TASK REQUIREMENTS - Return every line in the entries below where the word "InvalidValue" shows up.

RECORDS SUPPLIED -
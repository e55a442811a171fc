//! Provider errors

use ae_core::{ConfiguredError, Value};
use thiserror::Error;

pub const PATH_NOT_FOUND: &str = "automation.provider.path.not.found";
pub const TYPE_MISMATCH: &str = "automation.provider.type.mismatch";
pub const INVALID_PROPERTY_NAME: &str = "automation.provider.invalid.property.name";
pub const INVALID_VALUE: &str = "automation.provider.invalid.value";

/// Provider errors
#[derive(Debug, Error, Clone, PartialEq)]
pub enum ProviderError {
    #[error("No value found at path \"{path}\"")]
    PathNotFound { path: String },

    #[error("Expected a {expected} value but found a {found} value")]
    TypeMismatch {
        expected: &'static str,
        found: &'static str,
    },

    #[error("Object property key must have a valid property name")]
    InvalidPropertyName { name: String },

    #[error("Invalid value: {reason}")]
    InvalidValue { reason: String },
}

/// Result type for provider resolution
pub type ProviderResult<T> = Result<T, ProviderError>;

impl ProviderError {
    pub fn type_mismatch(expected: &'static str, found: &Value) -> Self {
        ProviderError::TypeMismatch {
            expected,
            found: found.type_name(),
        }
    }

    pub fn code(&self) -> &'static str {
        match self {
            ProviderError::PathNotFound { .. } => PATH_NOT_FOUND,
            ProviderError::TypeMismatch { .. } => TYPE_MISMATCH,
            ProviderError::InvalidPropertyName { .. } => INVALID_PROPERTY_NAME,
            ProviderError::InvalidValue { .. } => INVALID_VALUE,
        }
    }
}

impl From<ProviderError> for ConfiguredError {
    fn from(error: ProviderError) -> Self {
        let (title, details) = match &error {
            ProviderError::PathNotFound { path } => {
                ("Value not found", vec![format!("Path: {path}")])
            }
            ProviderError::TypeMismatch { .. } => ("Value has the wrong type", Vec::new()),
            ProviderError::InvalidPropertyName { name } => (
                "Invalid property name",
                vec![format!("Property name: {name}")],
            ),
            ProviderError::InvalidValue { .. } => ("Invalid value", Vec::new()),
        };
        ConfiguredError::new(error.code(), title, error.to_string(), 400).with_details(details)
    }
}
--
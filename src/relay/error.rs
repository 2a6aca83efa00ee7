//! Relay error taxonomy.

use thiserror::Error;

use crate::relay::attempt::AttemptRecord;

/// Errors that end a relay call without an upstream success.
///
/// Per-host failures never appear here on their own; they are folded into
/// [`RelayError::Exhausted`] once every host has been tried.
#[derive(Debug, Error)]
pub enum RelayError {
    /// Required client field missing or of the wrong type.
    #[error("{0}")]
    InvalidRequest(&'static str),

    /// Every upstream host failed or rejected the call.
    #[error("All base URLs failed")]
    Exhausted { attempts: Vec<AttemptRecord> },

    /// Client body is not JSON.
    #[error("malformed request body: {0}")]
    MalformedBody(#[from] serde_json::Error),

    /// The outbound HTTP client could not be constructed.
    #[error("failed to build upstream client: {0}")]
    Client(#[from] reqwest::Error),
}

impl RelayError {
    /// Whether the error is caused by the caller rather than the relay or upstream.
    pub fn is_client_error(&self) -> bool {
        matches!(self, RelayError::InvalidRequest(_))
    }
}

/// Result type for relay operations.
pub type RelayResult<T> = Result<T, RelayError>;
---
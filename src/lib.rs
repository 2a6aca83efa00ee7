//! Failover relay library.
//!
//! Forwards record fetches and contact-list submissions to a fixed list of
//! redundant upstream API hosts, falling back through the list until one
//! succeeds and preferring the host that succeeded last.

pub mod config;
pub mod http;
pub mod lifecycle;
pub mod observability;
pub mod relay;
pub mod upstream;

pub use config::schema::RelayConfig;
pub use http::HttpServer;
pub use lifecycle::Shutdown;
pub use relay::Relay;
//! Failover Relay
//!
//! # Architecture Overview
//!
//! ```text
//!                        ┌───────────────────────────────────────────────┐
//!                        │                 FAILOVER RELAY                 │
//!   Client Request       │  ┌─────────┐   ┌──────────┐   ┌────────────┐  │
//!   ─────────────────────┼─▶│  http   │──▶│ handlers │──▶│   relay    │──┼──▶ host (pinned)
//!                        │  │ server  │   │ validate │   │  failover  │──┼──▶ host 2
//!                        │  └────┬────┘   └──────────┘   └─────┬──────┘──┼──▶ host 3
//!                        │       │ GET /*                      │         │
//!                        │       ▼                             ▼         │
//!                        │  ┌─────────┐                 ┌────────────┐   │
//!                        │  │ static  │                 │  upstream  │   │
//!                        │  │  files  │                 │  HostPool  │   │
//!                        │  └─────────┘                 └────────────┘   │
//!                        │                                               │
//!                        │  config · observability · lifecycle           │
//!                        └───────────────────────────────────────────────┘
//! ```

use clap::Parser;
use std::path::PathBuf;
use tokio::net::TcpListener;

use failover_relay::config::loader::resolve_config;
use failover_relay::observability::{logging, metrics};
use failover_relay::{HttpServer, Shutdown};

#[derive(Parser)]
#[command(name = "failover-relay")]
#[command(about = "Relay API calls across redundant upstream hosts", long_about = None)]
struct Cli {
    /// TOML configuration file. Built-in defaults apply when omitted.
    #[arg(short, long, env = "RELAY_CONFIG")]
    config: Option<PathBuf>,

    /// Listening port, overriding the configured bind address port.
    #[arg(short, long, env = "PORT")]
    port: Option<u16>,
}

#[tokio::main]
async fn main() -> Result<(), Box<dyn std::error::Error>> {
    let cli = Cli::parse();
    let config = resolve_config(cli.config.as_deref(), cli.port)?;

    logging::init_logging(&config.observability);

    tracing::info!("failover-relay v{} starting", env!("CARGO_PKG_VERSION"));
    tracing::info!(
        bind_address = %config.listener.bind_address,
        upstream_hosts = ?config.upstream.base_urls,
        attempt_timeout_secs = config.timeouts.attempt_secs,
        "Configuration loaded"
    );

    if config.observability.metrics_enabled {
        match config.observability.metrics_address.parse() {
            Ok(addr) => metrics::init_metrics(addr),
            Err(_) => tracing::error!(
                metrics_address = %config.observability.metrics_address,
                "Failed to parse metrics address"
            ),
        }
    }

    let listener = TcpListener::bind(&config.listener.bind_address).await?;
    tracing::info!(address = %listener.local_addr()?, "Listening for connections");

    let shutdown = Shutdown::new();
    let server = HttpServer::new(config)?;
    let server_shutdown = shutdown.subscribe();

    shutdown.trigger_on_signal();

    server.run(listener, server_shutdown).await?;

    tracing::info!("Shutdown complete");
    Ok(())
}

OUTPUT OF THE TASK -
    InvalidValue { reason: String },
            ProviderError::InvalidValue { .. } => INVALID_VALUE,
            ProviderError::InvalidValue { .. } => ("Invalid value", Vec::new()),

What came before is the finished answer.